Signalement parfois obligatoire

Dans certains cas, le médecin peut avoir l’obligation de signaler la présence de maltraitance au commissaire aux plaintes et à la qualité des services, dont les coordonnées sont dans la politique de l’établissement pour contrer la maltraitance. « En 2017, le Québec a adopté la Loi visant à lutter contre la maltraitance envers les aînés et toute autre personne majeure en situation de vulnérabilité. Elle comporte une section sur le signalement obligatoire pour les personnes qui répondent à certains critères, comme le fait de vivre dans un CHSLD (encadré) », explique la Pre Couture.
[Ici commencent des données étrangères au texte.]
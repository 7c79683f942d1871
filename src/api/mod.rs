//! REST API layer for HTTP request/response handling.
//!
//! This layer translates HTTP requests into registry operations and formats
//! responses according to API contracts.
//!
//! # Modules
//!
//! - [`dto`] - Data Transfer Objects for request/response serialization
//! - [`handlers`] - HTTP request handlers
//! - [`middleware`] - Request tracing
//! - [`routes`] - Route configuration and composition

pub mod dto;
pub mod handlers;
pub mod middleware;
pub mod routes;
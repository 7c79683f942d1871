//! Link registry: the source of truth for short links.

use std::collections::HashMap;
use std::sync::{Arc, Mutex, MutexGuard, PoisonError};

use chrono::{DateTime, Utc};
use serde_json::json;

use crate::application::services::batch_validator::{
    BatchReport, BatchValidator, CreationRequest, FieldError, check_url,
};
use crate::config::Config;
use crate::domain::entities::{DomainEvent, EventKind, Link, NewLink, Validity, ValidityUnit};
use crate::domain::event_log::{EventRecorder, EventSink};
use crate::error::AppError;
use crate::utils::clock::{Clock, SystemClock};
use crate::utils::code_generator::{CodeGenerator, validate_preferred_code};

/// Whether `resolve` honours `expires_at`.
#[derive(Debug, Clone, Copy, PartialEq, Eq, Default)]
pub enum ExpiryPolicy {
    /// Expiry is stored and reported but never blocks resolution.
    #[default]
    Advisory,
    /// Resolving a link at or past its expiry fails with [`AppError::Gone`].
    Enforced,
}

/// Result of one item in a processed batch.
#[derive(Debug)]
pub struct BatchItemResult {
    pub request: CreationRequest,
    pub result: Result<Link, AppError>,
}

/// Outcome of [`LinkRegistry::create_batch`].
#[derive(Debug)]
pub enum BatchOutcome {
    /// Validation failed; nothing was registered.
    Rejected(BatchReport),
    /// Every item was attempted, in order.
    Processed(Vec<BatchItemResult>),
}

struct RegistryState {
    links: Vec<Link>,
    index: HashMap<String, usize>,
    generator: CodeGenerator,
}

impl RegistryState {
    fn get(&self, short_id: &str) -> Option<&Link> {
        self.index.get(short_id).map(|&i| &self.links[i])
    }

    fn get_mut(&mut self, short_id: &str) -> Option<&mut Link> {
        self.index.get(short_id).map(|&i| &mut self.links[i])
    }
}

/// Maps short identifiers to link records.
///
/// All mutations run under one lock, so identifier uniqueness is checked
/// against the key set at the moment of insertion and access counts are
/// incremented atomically. Events are recorded while the lock is held, which
/// keeps the event order identical to the mutation order.
pub struct LinkRegistry {
    state: Mutex<RegistryState>,
    events: EventRecorder,
    validator: BatchValidator,
    clock: Arc<dyn Clock>,
    default_validity: Validity,
    expiry_policy: ExpiryPolicy,
}

impl LinkRegistry {
    /// Creates an empty registry with the default settings.
    pub fn new(generator: CodeGenerator, events: EventRecorder) -> Self {
        Self {
            state: Mutex::new(RegistryState {
                links: Vec::new(),
                index: HashMap::new(),
                generator,
            }),
            events,
            validator: BatchValidator::default(),
            clock: Arc::new(SystemClock),
            default_validity: Validity::default(),
            expiry_policy: ExpiryPolicy::default(),
        }
    }

    /// Builds a registry from service configuration.
    pub fn from_config(config: &Config, generator: CodeGenerator, sink: Arc<dyn EventSink>) -> Self {
        let events = EventRecorder::new(config.event_retention).with_sink(sink);
        let expiry_policy = if config.enforce_expiry {
            ExpiryPolicy::Enforced
        } else {
            ExpiryPolicy::Advisory
        };

        let mut registry = Self::new(generator, events)
            .with_max_batch_size(config.max_batch_size)
            .with_expiry_policy(expiry_policy);
        if let Some(validity) = Validity::minutes(config.default_validity_minutes) {
            registry = registry.with_default_validity(validity);
        }
        registry
    }

    pub fn with_clock(mut self, clock: Arc<dyn Clock>) -> Self {
        self.clock = clock;
        self
    }

    pub fn with_default_validity(mut self, validity: Validity) -> Self {
        self.default_validity = validity;
        self
    }

    pub fn with_expiry_policy(mut self, policy: ExpiryPolicy) -> Self {
        self.expiry_policy = policy;
        self
    }

    pub fn with_max_batch_size(mut self, max_size: usize) -> Self {
        self.validator = BatchValidator::new(max_size);
        self
    }

    pub fn expiry_policy(&self) -> ExpiryPolicy {
        self.expiry_policy
    }

    pub fn default_validity(&self) -> Validity {
        self.default_validity
    }

    pub fn max_batch_size(&self) -> usize {
        self.validator.max_size()
    }

    pub fn now(&self) -> DateTime<Utc> {
        self.clock.now()
    }

    fn lock(&self) -> MutexGuard<'_, RegistryState> {
        self.state.lock().unwrap_or_else(PoisonError::into_inner)
    }

    /// Registers a new link.
    ///
    /// The identifier is the preferred code if one is given, otherwise a
    /// freshly generated one. `expires_at` is `now + validity`, falling back
    /// to the default validity.
    ///
    /// # Errors
    ///
    /// - [`AppError::Validation`] if the URL or preferred code is malformed,
    ///   or the validity overflows the timestamp range
    /// - [`AppError::Conflict`] if the preferred code is already registered
    /// - [`AppError::Exhausted`] if no free identifier was found
    pub fn create(&self, new_link: NewLink) -> Result<Link, AppError> {
        if let Err(e) = check_url(&new_link.url) {
            return Err(AppError::bad_request(
                e.to_string(),
                json!({ "url": new_link.url }),
            ));
        }
        if let Some(code) = &new_link.preferred_code {
            validate_preferred_code(code)
                .map_err(|reason| AppError::bad_request(reason, json!({ "shortcode": code })))?;
        }

        let validity = new_link.validity.unwrap_or(self.default_validity);

        let mut state = self.lock();
        let created_at = self.clock.now();
        let expires_at = validity
            .to_duration()
            .and_then(|d| created_at.checked_add_signed(d))
            .ok_or_else(|| {
                AppError::bad_request(
                    FieldError::ValidityOutOfRange.to_string(),
                    json!({ "validity": validity.amount(), "unit": validity.unit() }),
                )
            })?;

        let short_id = match new_link.preferred_code {
            Some(code) => {
                if state.index.contains_key(&code) {
                    return Err(AppError::conflict(
                        "Shortcode already in use",
                        json!({ "shortcode": code }),
                    ));
                }
                code
            }
            None => {
                let RegistryState {
                    index, generator, ..
                } = &mut *state;
                generator.generate(|candidate| index.contains_key(candidate))?
            }
        };

        let link = Link::new(short_id.clone(), new_link.url, created_at, expires_at);
        let position = state.links.len();
        state.links.push(link.clone());
        state.index.insert(short_id, position);

        self.events.record(
            EventKind::Create,
            "Created shortlink",
            json!({
                "url": link.target_url,
                "short_id": link.short_id,
                "expires_at": link.expires_at,
            }),
            created_at,
        );
        drop(state);

        tracing::info!(
            short_id = %link.short_id,
            url = %link.target_url,
            expires_at = %link.expires_at,
            "Short link created"
        );

        Ok(link)
    }

    /// Looks up a link without touching its access count.
    ///
    /// # Errors
    ///
    /// - [`AppError::NotFound`] if no link has this identifier
    /// - [`AppError::Gone`] if the link is expired and expiry is enforced
    pub fn resolve(&self, short_id: &str) -> Result<Link, AppError> {
        let state = self.lock();
        let link = state.get(short_id).ok_or_else(|| not_found(short_id))?;

        if self.expiry_policy == ExpiryPolicy::Enforced && link.is_expired_at(self.clock.now()) {
            return Err(AppError::gone(
                "Short link has expired",
                json!({ "short_id": short_id, "expires_at": link.expires_at }),
            ));
        }

        Ok(link.clone())
    }

    /// Increments the access count of a link by one.
    ///
    /// # Errors
    ///
    /// Returns [`AppError::NotFound`] if no link has this identifier; the
    /// registry and event log are left untouched.
    pub fn record_access(&self, short_id: &str) -> Result<Link, AppError> {
        let mut state = self.lock();
        let now = self.clock.now();
        let link = state.get_mut(short_id).ok_or_else(|| not_found(short_id))?;

        link.access_count += 1;
        let updated = link.clone();

        self.events.record(
            EventKind::Access,
            "Accessed shortlink",
            json!({ "short_id": short_id }),
            now,
        );
        drop(state);

        tracing::debug!(short_id, access_count = updated.access_count, "Short link accessed");

        Ok(updated)
    }

    /// Snapshot of all links in creation order.
    pub fn list(&self) -> Vec<Link> {
        self.lock().links.clone()
    }

    pub fn len(&self) -> usize {
        self.lock().links.len()
    }

    pub fn is_empty(&self) -> bool {
        self.len() == 0
    }

    /// Snapshot of the event log, oldest first.
    pub fn events(&self) -> Vec<DomainEvent> {
        self.events.all()
    }

    pub fn event_count(&self) -> usize {
        self.events.len()
    }

    /// Validates a batch without registering anything.
    pub fn validate(&self, batch: &[CreationRequest], unit: ValidityUnit) -> BatchReport {
        self.validator.validate(batch, unit, self.clock.now())
    }

    /// Validates a batch and, if it is valid, registers each item in order.
    ///
    /// Validity amounts are read in `unit`. A registry error on one item
    /// (such as a preferred code that is already taken) is reported for that
    /// item and does not stop the others.
    pub fn create_batch(&self, batch: &[CreationRequest], unit: ValidityUnit) -> BatchOutcome {
        let report = self.validate(batch, unit);

        let Some(new_links) = report.accepted(unit) else {
            tracing::debug!(
                total = batch.len(),
                invalid = report.invalid_items(),
                "Batch rejected by validation"
            );
            return BatchOutcome::Rejected(report);
        };

        let results: Vec<BatchItemResult> = batch
            .iter()
            .zip(new_links)
            .map(|(request, new_link)| BatchItemResult {
                request: request.clone(),
                result: self.create(new_link),
            })
            .collect();

        let failed = results.iter().filter(|r| r.result.is_err()).count();
        tracing::info!(
            total = results.len(),
            created = results.len() - failed,
            failed,
            "Batch processed"
        );

        BatchOutcome::Processed(results)
    }
}

impl std::fmt::Debug for LinkRegistry {
    fn fmt(&self, f: &mut std::fmt::Formatter<'_>) -> std::fmt::Result {
        f.debug_struct("LinkRegistry")
            .field("links", &self.len())
            .field("events", &self.events)
            .field("default_validity", &self.default_validity)
            .field("expiry_policy", &self.expiry_policy)
            .finish_non_exhaustive()
    }
}

fn not_found(short_id: &str) -> AppError {
    AppError::not_found("Short link not found", json!({ "short_id": short_id }))
}
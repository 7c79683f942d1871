//! DTOs for link lookup and access accounting.

use chrono::{DateTime, Utc};
use serde::Serialize;

use crate::domain::entities::Link;

/// Link as returned by the API.
#[derive(Debug, Serialize)]
pub struct LinkResponse {
    pub short_id: String,
    pub target_url: String,
    pub short_url: String,
    pub created_at: DateTime<Utc>,
    pub expires_at: DateTime<Utc>,
    pub access_count: u64,
    /// Whether `expires_at` has passed at response time.
    pub expired: bool,
}

impl LinkResponse {
    pub fn from_link(link: Link, short_url: String, now: DateTime<Utc>) -> Self {
        let expired = link.is_expired_at(now);
        Self {
            short_id: link.short_id,
            target_url: link.target_url,
            short_url,
            created_at: link.created_at,
            expires_at: link.expires_at,
            access_count: link.access_count,
            expired,
        }
    }
}

/// Response of `POST /api/links/{code}/access`.
#[derive(Debug, Serialize)]
pub struct AccessResponse {
    pub short_id: String,
    pub access_count: u64,
}

impl From<Link> for AccessResponse {
    fn from(link: Link) -> Self {
        Self {
            short_id: link.short_id,
            access_count: link.access_count,
        }
    }
}

#[cfg(test)]
mod tests {
    use super::*;
    use chrono::Duration;

    #[test]
    fn test_link_response_marks_expiry() {
        let now = Utc::now();
        let link = Link::new(
            "abc12".to_string(),
            "https://example.com".to_string(),
            now - Duration::minutes(10),
            now - Duration::minutes(1),
        );

        let response = LinkResponse::from_link(link, "http://s/abc12".to_string(), now);

        assert!(response.expired);
        assert_eq!(response.short_url, "http://s/abc12");
        assert_eq!(response.access_count, 0);
    }
}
Que se passe-t-il dans les autres cas ? Si la personne âgée est apte, c’est elle qui doit normalement communiquer avec le commissaire. « Le rôle du médecin sera alors de l’accompagner et de lui faire comprendre l’importance de déposer une plainte. Le clinicien peut aussi lui indiquer qu’il existe de l’aide comme la Ligne Aide Abus Aînés et faire appel à une travailleuse sociale. Cependant, il n’est pas rare que le patient refuse. Il faut petit à petit l’amener à se rendre compte qu’il subit de la maltraitance et l’encourager à obtenir de l’aide. » //

Encadré

Loi visant à lutter contre la maltraitance envers les aînés et toute autre personne majeure en situation de vulnérabilité (L-6.3)

Article 21

Tout prestataire de services de santé et de services sociaux ou tout professionnel au sens du Code des professions qui, dans l’exercice de ses fonctions ou de sa profession, a un motif raisonnable de croire qu’une personne est victime de maltraitance doit faire un signalement sans délai pour les personnes suivantes :

h un usager hébergé dans un centre d’hébergement et de soins de longue durée ;

h un résident en situation de vulnérabilité en résidence privée pour aînés (RPA) ;

h un usager en ressource intermédiaire (RI) ou en ressource de type familial (RTF) ;

h une personne inapte selon une évaluation médicale ;

h une personne en tutelle, en curatelle ou sous mandat de protection homologué.

(http://bit.ly/3mjsQjj)

bibliographie

1. Rosen T, Zhang H, Wen K et coll. Emergency department and hospital utilization among older adults before and after identification of elder mistreatment. JAMA Netw Open 2023 ; 6 (2) : e2255853. DOI : 10.1001/jamanetworkopen.2022.55853.

2. Institut de la statistique du Québec. Enquête sur la maltraitance envers les personnes aînées au Québec 2019 – Portrait de la maltraitance vécue à domicile. Québec, 2020, 153 pages. (http://bit.ly/40fxcWB)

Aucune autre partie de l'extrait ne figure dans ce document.